The contract price shall be the price current and agreed at the time of
order placed by the buyer with the company. Unless otherwise stated prices
do not include VAT which will be chargeable at the rate ruling at the
date of despatch and/or performance of services.
5. DESPATCH AND DELIVERY
The buyer to acknowledge receipt
of delivered goods or services by signing delivery documents and to state
whether the goods are damaged or received in good condition. If the buyer
cannot inspect the goods on arrival this is to be stated on the documentation
that the goods are signed for in good faith unchecked.
Unless otherwise stated prices do
not include delivery of any goods supplied.
Any damages, faults or shortages
to be notified to the company in writing within 24 hours of receipt which
will be from signature of delivery documentation.
6. PAYMENT
Unless expressly agreed in writing,
payment shall be made without any deduction or deferment on account of
any disputes or cross claims whatsoever within 30 days following the date
of the invoice for the goods. Time for payment shall be of the essence
and in the event of delay or default in any payment for more than 7 days
the company shall be entitled to suspend deliveries and/or treat the contract
as repudiated and/or resell any of the goods in its possession and be
indemnified by the buyer for any loss thereby incurred.
7. PROPERTY IN GOODS
Until full payment has been made
of the price of the goods and of any other sums whatsoever which are or
may become outstanding from the buyer to the company, the property in
the goods shall not pass to the buyer and the buyer shall keep the goods
as bailee for the company (returning the same to the company upon request).
The buyer shall be at liberty to sell the goods in the ordinary course
of the business in the name of the buyer and as principal and not as agent
for the company notwithstanding the fact that title to the goods has not
then passed to the buyer but the benefit of such contract of sale and
the proceeds of any such sale shall belong to the company absolutely.
The buyer shall keep and safely store goods separately and in such manner
as they can be readily identified as the property of the company.

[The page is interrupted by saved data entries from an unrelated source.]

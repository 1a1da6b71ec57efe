//! End-to-end restart-schedule scenarios (spec §8 scenarios 1-2) plus
//! property-based checks of the cross-cutting schedule invariants.

use restarto::prelude::*;

#[test]
fn luby_sequence_exact_prefix() {
    let _ = env_logger::try_init();
    let mut luby = Luby::new(1).unwrap();
    let seq: Vec<u32> = (0..15).map(|_| luby.next()).collect();
    assert_eq!(seq, vec![1, 1, 2, 1, 1, 2, 4, 1, 1, 2, 1, 1, 2, 4, 8]);
}

#[test]
fn val_saturates_at_i32_max() {
    let _ = env_logger::try_init();
    let mut val = VariableAnnealingLength::new(1 << 30).unwrap();
    let seq: Vec<u32> = (0..3).map(|_| val.next()).collect();
    assert_eq!(seq, vec![1 << 30, i32::MAX as u32, i32::MAX as u32]);
}

#[test]
fn parallel_val_member_rates_match_single_stream_val() {
    let _ = env_logger::try_init();
    let fleet = parallel_val(4).unwrap();
    let initial: Vec<u32> = fleet.into_iter().map(|mut s| s.next()).collect();
    assert_eq!(initial, vec![1000, 2000, 4000, 8000]);
}

mod props {
    use super::*;
    use proptest::prelude::*;

    fn schedules() -> Vec<Box<dyn RestartSchedule>> {
        vec![
            Box::new(Constant::new(7).unwrap()),
            Box::new(Luby::new(3).unwrap()),
            Box::new(VariableAnnealingLength::new(1000).unwrap()),
        ]
    }

    proptest! {
        #[test]
        fn next_is_always_positive(k in 1usize..40) {
            for mut schedule in schedules() {
                for _ in 0..k {
                    prop_assert!(schedule.next() >= 1);
                }
            }
        }

        #[test]
        fn split_then_consume_matches_reset_then_consume(k in 1usize..40) {
            for mut schedule in schedules() {
                let mut sibling = schedule.split();
                let sibling_seq: Vec<u32> = (0..k).map(|_| sibling.next()).collect();

                // advance `schedule` a bit first so `reset` has something to undo
                for _ in 0..3 { schedule.next(); }
                schedule.reset();
                let reset_seq: Vec<u32> = (0..k).map(|_| schedule.next()).collect();

                prop_assert_eq!(sibling_seq, reset_seq);
            }
        }
    }
}
// Copyright 2020 Xavier Gillard
//
// Permission is hereby granted, free of charge, to any person obtaining a copy of
// this software and associated documentation files (the "Software"), to deal in
// the Software without restriction, including without limitation the rights to
// use, copy, modify, merge, publish, distribute, sublicense, and/or sell copies of
// the Software, and to permit persons to whom the Software is furnished to do so,
// subject to the following conditions:
//
// The above copyright notice and this permission notice shall be included in all
// copies or substantial portions of the Software.
//
// THE SOFTWARE IS PROVIDED "AS IS", WITHOUT WARRANTY OF ANY KIND, EXPRESS OR
// IMPLIED, INCLUDING BUT NOT LIMITED TO THE WARRANTIES OF MERCHANTABILITY, FITNESS
// FOR A PARTICULAR PURPOSE AND NONINFRINGEMENT. IN NO EVENT SHALL THE AUTHORS OR
// COPYRIGHT HOLDERS BE LIABLE FOR ANY CLAIM, DAMAGES OR OTHER LIABILITY, WHETHER
// IN AN ACTION OF CONTRACT, TORT OR OTHERWISE, ARISING FROM, OUT OF OR IN
// CONNECTION WITH THE SOFTWARE OR THE USE OR OTHER DEALINGS IN THE SOFTWARE.

//! This module groups every error kind that the restart engine can raise.
//! There is a single error type threaded through every fallible constructor
//! and operation in the crate; inner-search failures that are *swallowed* by
//! the parallel fan-out (see `multistart::parallel`) are wrapped here too, so
//! that a caller who does see one (through the sequential multistarter) gets
//! a consistent type.

use std::fmt;

/// The one error type raised anywhere in this crate.
#[derive(Debug, thiserror::Error)]
pub enum Error {
    /// A constructor was called with an argument that violates one of its
    /// preconditions (e.g. a non-positive run length, a fleet size of zero,
    /// mismatched list lengths).
    #[error("invalid argument: {message}")]
    InvalidArgument {
        /// Human readable explanation of which precondition was violated.
        message: String,
    },

    /// An operation was attempted on a component that has already been
    /// irreversibly shut down (a closed worker pool, a closed multistarter).
    #[error("invalid state: {message}")]
    InvalidState {
        /// Human readable explanation of which lifecycle rule was broken.
        message: String,
    },

    /// The inner search panicked while executing a restart. Only the
    /// single-threaded multistarter propagates this; the parallel variants
    /// swallow it at the worker boundary and contribute no result instead.
    #[error("inner search failed: {0}")]
    Inner(String),
}

impl Error {
    pub(crate) fn invalid_argument(message: impl Into<String>) -> Self {
        Error::InvalidArgument { message: message.into() }
    }

    pub(crate) fn invalid_state(message: impl Into<String>) -> Self {
        Error::InvalidState { message: message.into() }
    }

    /// Builds an `Error::Inner` from a caught panic payload, best-effort
    /// extracting a message out of the usual `&str` / `String` payloads.
    pub(crate) fn from_panic_payload(payload: Box<dyn std::any::Any + Send>) -> Self {
        let message = if let Some(s) = payload.downcast_ref::<&str>() {
            s.to_string()
        } else if let Some(s) = payload.downcast_ref::<String>() {
            s.clone()
        } else {
            "inner search panicked with a non-string payload".to_string()
        };
        Error::Inner(message)
    }
}

impl fmt::Display for Kind {
    fn fmt(&self, f: &mut fmt::Formatter<'_>) -> fmt::Result {
        match self {
            Kind::InvalidArgument => write!(f, "invalid-argument"),
            Kind::InvalidState => write!(f, "invalid-state"),
            Kind::Inner => write!(f, "inner-failure"),
        }
    }
}

/// The coarse-grained kind of an [`Error`], useful for tests and logging that
/// want to match on the category without formatting the whole message.
#[derive(Debug, Copy, Clone, Eq, PartialEq)]
pub enum Kind {
    InvalidArgument,
    InvalidState,
    Inner,
}

impl Error {
    /// Returns the coarse-grained [`Kind`] of this error.
    pub fn kind(&self) -> Kind {
        match self {
            Error::InvalidArgument { .. } => Kind::InvalidArgument,
            Error::InvalidState { .. } => Kind::InvalidState,
            Error::Inner(_) => Kind::Inner,
        }
    }
}

/// Convenience alias used throughout the crate's fallible APIs.
pub type Result<T> = std::result::Result<T, Error>;
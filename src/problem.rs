// Copyright 2020 Xavier Gillard
//
// Permission is hereby granted, free of charge, to any person obtaining a copy of
// this software and associated documentation files (the "Software"), to deal in
// the Software without restriction, including without limitation the rights to
// use, copy, modify, merge, publish, distribute, sublicense, and/or sell copies of
// the Software, and to permit persons to whom the Software is furnished to do so,
// subject to the following conditions:
//
// The above copyright notice and this permission notice shall be included in all
// copies or substantial portions of the Software.
//
// THE SOFTWARE IS PROVIDED "AS IS", WITHOUT WARRANTY OF ANY KIND, EXPRESS OR
// IMPLIED, INCLUDING BUT NOT LIMITED TO THE WARRANTIES OF MERCHANTABILITY, FITNESS
// FOR A PARTICULAR PURPOSE AND NONINFRINGEMENT. IN NO EVENT SHALL THE AUTHORS OR
// COPYRIGHT HOLDERS BE LIABLE FOR ANY CLAIM, DAMAGES OR OTHER LIABILITY, WHETHER
// IN AN ACTION OF CONTRACT, TORT OR OTHERWISE, ARISING FROM, OUT OF OR IN
// CONNECTION WITH THE SOFTWARE OR THE USE OR OTHER DEALINGS IN THE SOFTWARE.

//! The `Problem` trait is an external collaborator (spec §6): the concrete
//! cost functions and solution representations it describes are explicitly
//! out of scope for this crate (spec §1). The core only needs the narrow
//! surface below, used to confirm that every adapter fed into a parallel
//! multistarter shares the same problem identity (spec §4.6) and, should a
//! caller want it, to seed a tracker's notion of the problem's best
//! achievable cost.

use crate::cost::SearchCost;
use crate::solution::Copyable;

/// The read-only, thread-safe problem instance that an inner search (and,
/// transitively, its adapter) optimizes against. Implementations are
/// expected to be cheap to share behind an `Arc` and safe to call `cost`
/// concurrently from many worker threads.
pub trait Problem<S, C>: Send + Sync
where
    S: Copyable,
    C: SearchCost,
{
    /// Evaluates the cost of `solution`.
    fn cost(&self, solution: &S) -> C;

    /// The best (lowest) cost this problem could possibly admit, if known.
    /// Returns `None` when no useful bound is available.
    fn min_cost(&self) -> Option<C>;

    /// Whether `cost` equals [`Problem::min_cost`], i.e. is provably optimal.
    /// Default implementation compares against `min_cost()`; problems that
    /// can recognize optimality more cheaply may override this.
    fn is_min_cost(&self, cost: C) -> bool {
        self.min_cost().map(|m| m == cost).unwrap_or(false)
    }
}
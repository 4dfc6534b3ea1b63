use crate::frame::FrameSize;
use serde::Serialize;

/// Axis-aligned box in corner-plus-extent form.
#[derive(Debug, Clone, Copy, PartialEq, Serialize)]
pub struct BoundingBox {
    pub x: f32,
    pub y: f32,
    pub width: f32,
    pub height: f32,
}

impl BoundingBox {
    pub fn new(x: f32, y: f32, width: f32, height: f32) -> Self {
        Self {
            x,
            y,
            width,
            height,
        }
    }

    /// Convert bounding box from center-width-height format to corner format
    #[inline]
    pub fn from_center(cx: f32, cy: f32, w: f32, h: f32) -> Self {
        Self::new(cx - w / 2.0, cy - h / 2.0, w, h)
    }

    pub fn from_corners(x1: f32, y1: f32, x2: f32, y2: f32) -> Self {
        Self::new(x1, y1, x2 - x1, y2 - y1)
    }

    #[inline]
    pub fn right(&self) -> f32 {
        self.x + self.width
    }

    #[inline]
    pub fn bottom(&self) -> f32 {
        self.y + self.height
    }

    pub fn area(&self) -> f32 {
        self.width.max(0.0) * self.height.max(0.0)
    }

    /// Intersection over union. Zero when the union has no area.
    pub fn iou(&self, other: &BoundingBox) -> f32 {
        let x1 = self.x.max(other.x);
        let y1 = self.y.max(other.y);
        let x2 = self.right().min(other.right());
        let y2 = self.bottom().min(other.bottom());

        let intersection = (x2 - x1).max(0.0) * (y2 - y1).max(0.0);
        let union = self.area() + other.area() - intersection;

        if union > 0.0 {
            intersection / union
        } else {
            0.0
        }
    }

    /// Restrict the box to `[0, width] x [0, height]`. A box entirely
    /// outside the frame collapses to zero extent on the nearest edge.
    pub fn clamp_to(&self, size: FrameSize) -> Self {
        let (w, h) = (size.width as f32, size.height as f32);
        let x1 = self.x.max(0.0).min(w);
        let y1 = self.y.max(0.0).min(h);
        let x2 = self.right().max(0.0).min(w);
        let y2 = self.bottom().max(0.0).min(h);
        Self::new(x1, y1, (x2 - x1).max(0.0), (y2 - y1).max(0.0))
    }
}

/// One object found in a frame, in that frame's pixel coordinates.
#[derive(Debug, Clone, Copy, PartialEq, Serialize)]
pub struct Detection {
    pub bbox: BoundingBox,
    pub confidence: f32,
    pub class_id: usize,
}
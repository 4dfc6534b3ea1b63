use ndarray::{ArrayView1, ArrayView2, s};
use schema::{BoundingBox, Detection};
use std::str::FromStr;

/// Per-candidate attribute layout of the detector head.
#[derive(Debug, Clone, Copy, PartialEq, Eq, Default)]
pub enum HeadLayout {
    /// `[cx, cy, w, h, objectness, class scores...]` (YOLOv5/v7)
    #[default]
    Objectness,
    /// `[cx, cy, w, h, class scores...]` (anchor-free heads)
    ClassScores,
}

impl HeadLayout {
    /// Attributes that precede the class scores.
    pub fn box_attributes(self) -> usize {
        match self {
            HeadLayout::Objectness => 5,
            HeadLayout::ClassScores => 4,
        }
    }
}

impl FromStr for HeadLayout {
    type Err = String;

    fn from_str(s: &str) -> Result<Self, Self::Err> {
        match s.to_ascii_lowercase().as_str() {
            "objectness" => Ok(HeadLayout::Objectness),
            "class-scores" | "class_scores" => Ok(HeadLayout::ClassScores),
            other => Err(format!("unknown head layout `{other}`")),
        }
    }
}

/// Which of the two trailing output dimensions indexes candidates.
#[derive(Debug, Clone, Copy, PartialEq, Eq, Default)]
pub enum TensorOrientation {
    /// `(batch, candidates, attributes)`
    #[default]
    CandidatesMajor,
    /// `(batch, attributes, candidates)`
    AttributesMajor,
}

impl FromStr for TensorOrientation {
    type Err = String;

    fn from_str(s: &str) -> Result<Self, Self::Err> {
        match s.to_ascii_lowercase().as_str() {
            "candidates-major" | "candidates_major" => Ok(TensorOrientation::CandidatesMajor),
            "attributes-major" | "attributes_major" => Ok(TensorOrientation::AttributesMajor),
            other => Err(format!("unknown tensor orientation `{other}`")),
        }
    }
}

/// Unit of the raw box values.
#[derive(Debug, Clone, Copy, PartialEq, Eq, Default)]
pub enum BoxCoordinates {
    /// Pixels of the model input
    #[default]
    InputPixels,
    /// Fractions of the model input, 0 to 1
    Normalized,
}

impl FromStr for BoxCoordinates {
    type Err = String;

    fn from_str(s: &str) -> Result<Self, Self::Err> {
        match s.to_ascii_lowercase().as_str() {
            "pixels" | "input-pixels" | "input_pixels" => Ok(BoxCoordinates::InputPixels),
            "normalized" => Ok(BoxCoordinates::Normalized),
            other => Err(format!("unknown box coordinates `{other}`")),
        }
    }
}

#[derive(Debug, Clone, Copy)]
pub struct DecodeParams {
    pub head: HeadLayout,
    pub coordinates: BoxCoordinates,
    pub input_size: (u32, u32),
    pub confidence_threshold: f32,
}

/// Filter and decode candidate rows (`[candidates, attributes]`) into
/// corner-form boxes in model input pixels, preserving candidate order.
pub fn decode_candidates(rows: ArrayView2<f32>, params: &DecodeParams) -> Vec<Detection> {
    let (sx, sy) = match params.coordinates {
        BoxCoordinates::InputPixels => (1.0, 1.0),
        BoxCoordinates::Normalized => (params.input_size.0 as f32, params.input_size.1 as f32),
    };
    let first_class = params.head.box_attributes();

    let mut candidates = Vec::new();

    for row in rows.outer_iter() {
        let objectness = match params.head {
            HeadLayout::Objectness => row[4],
            HeadLayout::ClassScores => 1.0,
        };

        let (class_id, class_score) = best_class(row.slice(s![first_class..]));
        let confidence = objectness * class_score;

        if confidence.is_nan() || confidence < params.confidence_threshold {
            continue;
        }

        candidates.push(Detection {
            bbox: BoundingBox::from_center(row[0] * sx, row[1] * sy, row[2] * sx, row[3] * sy),
            confidence,
            class_id,
        });
    }

    candidates
}

/// Argmax over class scores; ties go to the lowest class index.
#[inline]
fn best_class(scores: ArrayView1<f32>) -> (usize, f32) {
    let mut best = (0, f32::NEG_INFINITY);
    for (class_id, &score) in scores.iter().enumerate() {
        if score > best.1 {
            best = (class_id, score);
        }
    }
    best
}
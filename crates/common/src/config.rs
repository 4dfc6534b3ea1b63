use std::env;
use std::str::FromStr;

#[derive(Debug, Clone, Copy, PartialEq, Eq)]
pub enum Environment {
    Development,
    Production,
}

impl Environment {
    pub fn as_str(&self) -> &'static str {
        match self {
            Environment::Development => "development",
            Environment::Production => "production",
        }
    }

    pub fn from_env() -> Self {
        match env::var("ENVIRONMENT")
            .unwrap_or_else(|_| "development".to_string())
            .to_lowercase()
            .as_str()
        {
            "production" | "prod" => Environment::Production,
            _ => Environment::Development,
        }
    }
}

/// Read `key` and parse it, falling back to `default` when the variable is
/// missing or does not parse.
pub fn env_or<T: FromStr>(key: &str, default: T) -> T {
    match env::var(key) {
        Ok(raw) => match raw.trim().parse() {
            Ok(value) => value,
            Err(_) => {
                tracing::warn!(key, value = %raw, "Ignoring unparsable environment value");
                default
            }
        },
        Err(_) => default,
    }
}
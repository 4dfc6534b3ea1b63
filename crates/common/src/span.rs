/// Creates an info-level span and enters it.
#[macro_export]
macro_rules! span {
    ($name:literal) => {
        tracing::info_span!($name).entered()
    };
}

/// Creates a debug-level span and enters it.
#[macro_export]
macro_rules! span_debug {
    ($name:literal) => {
        tracing::debug_span!($name).entered()
    };
}
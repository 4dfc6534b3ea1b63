use thiserror::Error;

/// Structural mismatch between a frame, a model description or an output
/// tensor. Never retried: the same inputs fail the same way every time.
#[derive(Error, Debug, Clone, PartialEq)]
pub enum ConfigError {
    #[error("Buffer size mismatch: expected {expected} bytes, got {actual}")]
    BufferSizeMismatch { expected: usize, actual: usize },

    #[error("Channel mismatch: frame has {frame} channel(s), model expects {model}")]
    ChannelMismatch { frame: usize, model: usize },

    #[error("Unsupported datatype: {0}")]
    UnsupportedDataType(String),

    #[error("Invalid model spec: {0}")]
    InvalidModelSpec(String),

    #[error("Invalid image: {0}")]
    InvalidImage(String),

    #[error("Output tensor `{0}` missing from inference result")]
    MissingOutput(String),

    #[error("Output shape mismatch for `{name}`: {reason}")]
    ShapeMismatch { name: String, reason: String },

    #[error("Label table has {actual} entries, model expects {expected} classes")]
    LabelCountMismatch { expected: usize, actual: usize },

    #[error("Batch size mismatch: expected at most {expected}, got {actual}")]
    BatchSizeMismatch { expected: usize, actual: usize },

    #[error("Empty batch")]
    EmptyBatch,

    #[error("Invalid setting `{name}`: {reason}")]
    InvalidSetting { name: &'static str, reason: String },
}
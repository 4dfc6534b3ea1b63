use opentelemetry::KeyValue;
use opentelemetry::global;
use opentelemetry_otlp::WithExportConfig;
use opentelemetry_sdk::{
    Resource,
    metrics::{PeriodicReader, SdkMeterProvider, exporter::PushMetricExporter},
};
use std::time::Duration;

const EXPORT_INTERVAL: Duration = Duration::from_secs(10);

/// Installs the global meter provider on creation and flushes and shuts it
/// down when dropped.
///
/// # Example
/// ```ignore
/// let _telemetry = TelemetryGuard::init("detection", "http://localhost:4318/v1/metrics")?;
/// // ... pipeline runs, metrics are exported every 10 seconds ...
/// ```
pub struct TelemetryGuard {
    meter_provider: SdkMeterProvider,
}

impl TelemetryGuard {
    /// Export metrics over OTLP/HTTP to `endpoint`.
    ///
    /// # Arguments
    /// * `service_name` - Name of this service (appears on every metric)
    /// * `endpoint` - Full OTLP metrics URL (e.g. "http://localhost:4318/v1/metrics")
    pub fn init(service_name: &str, endpoint: &str) -> anyhow::Result<Self> {
        let exporter = opentelemetry_otlp::MetricExporter::builder()
            .with_http()
            .with_endpoint(endpoint)
            .build()?;

        tracing::info!(service_name, endpoint, "Metrics export enabled");
        Ok(Self::with_exporter(service_name, exporter, EXPORT_INTERVAL))
    }

    /// Export metrics to any push exporter every `interval`.
    pub fn with_exporter<E>(service_name: &str, exporter: E, interval: Duration) -> Self
    where
        E: PushMetricExporter,
    {
        let resource = Resource::builder()
            .with_service_name(service_name.to_string())
            .with_attributes([KeyValue::new(
                "service.version",
                env!("CARGO_PKG_VERSION"),
            )])
            .build();

        let reader = PeriodicReader::builder(exporter)
            .with_interval(interval)
            .build();

        let meter_provider = SdkMeterProvider::builder()
            .with_resource(resource)
            .with_reader(reader)
            .build();

        global::set_meter_provider(meter_provider.clone());

        Self { meter_provider }
    }

    /// Push everything recorded so far without waiting for the next interval.
    pub fn flush(&self) -> anyhow::Result<()> {
        self.meter_provider
            .force_flush()
            .map_err(|e| anyhow::anyhow!("Failed to flush metrics: {e:?}"))
    }
}

impl Drop for TelemetryGuard {
    fn drop(&mut self) {
        if let Err(e) = self.meter_provider.shutdown() {
            eprintln!("Failed to shutdown meter provider: {:?}", e);
        }
    }
}

#[cfg(test)]
mod tests {
    use super::*;
    use opentelemetry_sdk::metrics::InMemoryMetricExporter;
    use opentelemetry_sdk::metrics::data::{AggregatedMetrics, MetricData};
    use serial_test::serial;

    /// Test global instruments reach the installed exporter
    ///
    /// Tests:
    /// - Guard installs the global meter provider
    /// - flush() pushes recorded values without waiting for the interval
    /// - Service name lands on the resource
    #[test]
    #[serial]
    fn test_guard_exports_global_metrics() {
        let exporter = InMemoryMetricExporter::default();
        let guard = TelemetryGuard::with_exporter(
            "telemetry-test",
            exporter.clone(),
            Duration::from_secs(60),
        );

        let counter = global::meter("telemetry-test")
            .u64_counter("test_events_total")
            .build();
        counter.add(2, &[]);
        counter.add(3, &[]);

        guard.flush().unwrap();

        let exported = exporter.get_finished_metrics().unwrap();
        let total: u64 = exported
            .iter()
            .flat_map(|rm| rm.scope_metrics())
            .flat_map(|sm| sm.metrics())
            .filter(|m| m.name() == "test_events_total")
            .filter_map(|m| match m.data() {
                AggregatedMetrics::U64(MetricData::Sum(sum)) => {
                    Some(sum.data_points().map(|dp| dp.value()).sum::<u64>())
                }
                _ => None,
            })
            .last()
            .unwrap_or(0);
        assert_eq!(total, 5);

        let service = exported[0]
            .resource()
            .get(&opentelemetry::Key::new("service.name"))
            .map(|v| v.to_string());
        assert_eq!(service.as_deref(), Some("telemetry-test"));
    }
}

8. QUALITY, CONDITION AND DESCRIPTION OF GOODS AND SERVICES
The company warrants that products,
parts or materials manufactured by it will be of good materials and workmanship
and that reasonable care will be employed in assembling or incorporating
items not manufactured by it and in performing services so that upon the
buyer giving written notice to the company that goods have not been supplied
or services performed as aforesaid if the same be established and provided
the buyer has not tampered with the goods the company will at its own
expense or its option replace or repair such defective goods or remedy
such defaults in service.
The same term shall apply mutatis
mutandis, in respect of such replacement or repaired goods or remedial
services.
The above warranty shall apply in
respect of matters whereof the buyer gives written notice within 30 days
of delivery or performance or of replacement or repaired goods or remedial
services respectively after which any claim in respect thereof shall be
absolutely barred. Where extended warranty periods apply the written notice
period shall be extended accordingly.
Such replacement or repaired goods
or remedial services will be the absolute limit of the company's liability
and the company will not be liable in any circumstances whatsoever for
any consequential loss or damage of any kind suffered by the buyer or
any third party howsoever caused unless the same shall relate to personal
injury or death and only if the same shall arise out of the company's
negligence. Save as aforesaid the company shall be under no liability
whatsoever in regard to goods or services or replacement or warranty which
might otherwise be implied or incorporated by the contract by reason of
statute or common law thereby excluded.
9. NOTICES
Unless otherwise provided in writing
any written communication or notice under the contract shall be made or
given by sending the same by ordinary, prepaid first class letter post
in case of the company to its current address in the case of the buyer
to his last known address and if so sent shall be deemed to be made or
given two days after the date when posted.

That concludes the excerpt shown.